La crise des enquêtes du port s’aggrave

L’enquêteur judiciaire dans le crime de l’explosion du port de Beyrouth, le juge Tarek Bitar, a reçu la notification d’un nouveau procès intenté contre lui par Raghida Al-Zein, épouse d’Ali Sawan, l’une des victimes de l’explosion du port de Beyrouth, dans lequel elle a demandé la démission de l’enquêteur judiciaire, affirmant qu’il « est devenu un obstacle à la révélation de la vérité dans le crime de l’explosion ».

Sawt Beirut International a appris d’une source judiciaire que le président du Conseil supérieur de la magistrature, le juge Suhail Abboud, « a chargé la Chambre de cassation civile, dirigée par le juge Afif Al-Hakim, d’examiner cette affaire et de rendre une décision à son sujet ». La source a indiqué que le tribunal « a entamé les procédures pour informer les parties concernées du contenu de l’affaire, à commencer par l’enquêteur judiciaire, qui a reçu une copie de l’affaire et l’a signée alors qu’il se trouvait dans son bureau au Palais de justice ce jeudi midi. » Il a ajouté : « Cette action en justice gèle les procédures d’Al-Bitar, qui ont été gelées à l’origine, avec une action en justice similaire présentée précédemment par les anciens ministres Ali Hassan Khalil et Ghazi Zuaiter. »

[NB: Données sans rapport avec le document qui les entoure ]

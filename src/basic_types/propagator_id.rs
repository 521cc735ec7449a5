use crate::containers::StorageKey;

/// An identifier for a propagator instance within the owning solver.
///
/// Each propagator is assigned a unique, dense identifier at runtime.
#[repr(transparent)]
#[derive(Clone, Copy, Debug, Hash, PartialEq, Eq)]
pub struct PropagatorId(pub u32);

impl StorageKey for PropagatorId {
    fn index(&self) -> usize {
        self.0 as usize
    }

    fn create_from_index(index: usize) -> Self {
        PropagatorId(index as u32)
    }
}

impl std::fmt::Display for PropagatorId {
    fn fmt(&self, f: &mut std::fmt::Formatter<'_>) -> std::fmt::Result {
        write!(f, "p{}", self.0)
    }
}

La Cour de cassation civile dirigée par la juge Gamal Khoury est toujours en train d’examiner la révision soumise par l’avocate de l’une des victimes du port, dans laquelle elle a demandé que le cas soumis par Khalil et Zuaiter soit transféré de la Cour de cassation dirigée par le juge Naji Eid, à un autre tribunal, en raison de la « force majeure » qui empêche le juge Eid de décider sur cette affaire, notamment avec le dépôt par Khalil et Zuaiter d’un procès contre l’État à l’encontre du juge Eid, ce qui maintient le dossier gelé, parce que l’organe général de la Cour de cassation, qui est autorisé à rendre sa décision sur le procès litigieux, est dissous et qu’il n’y a aucune possibilité de nommer des remplaçants pour eux en raison du blocage des formations judiciaires et des conflits qui affectent le Conseil judiciaire.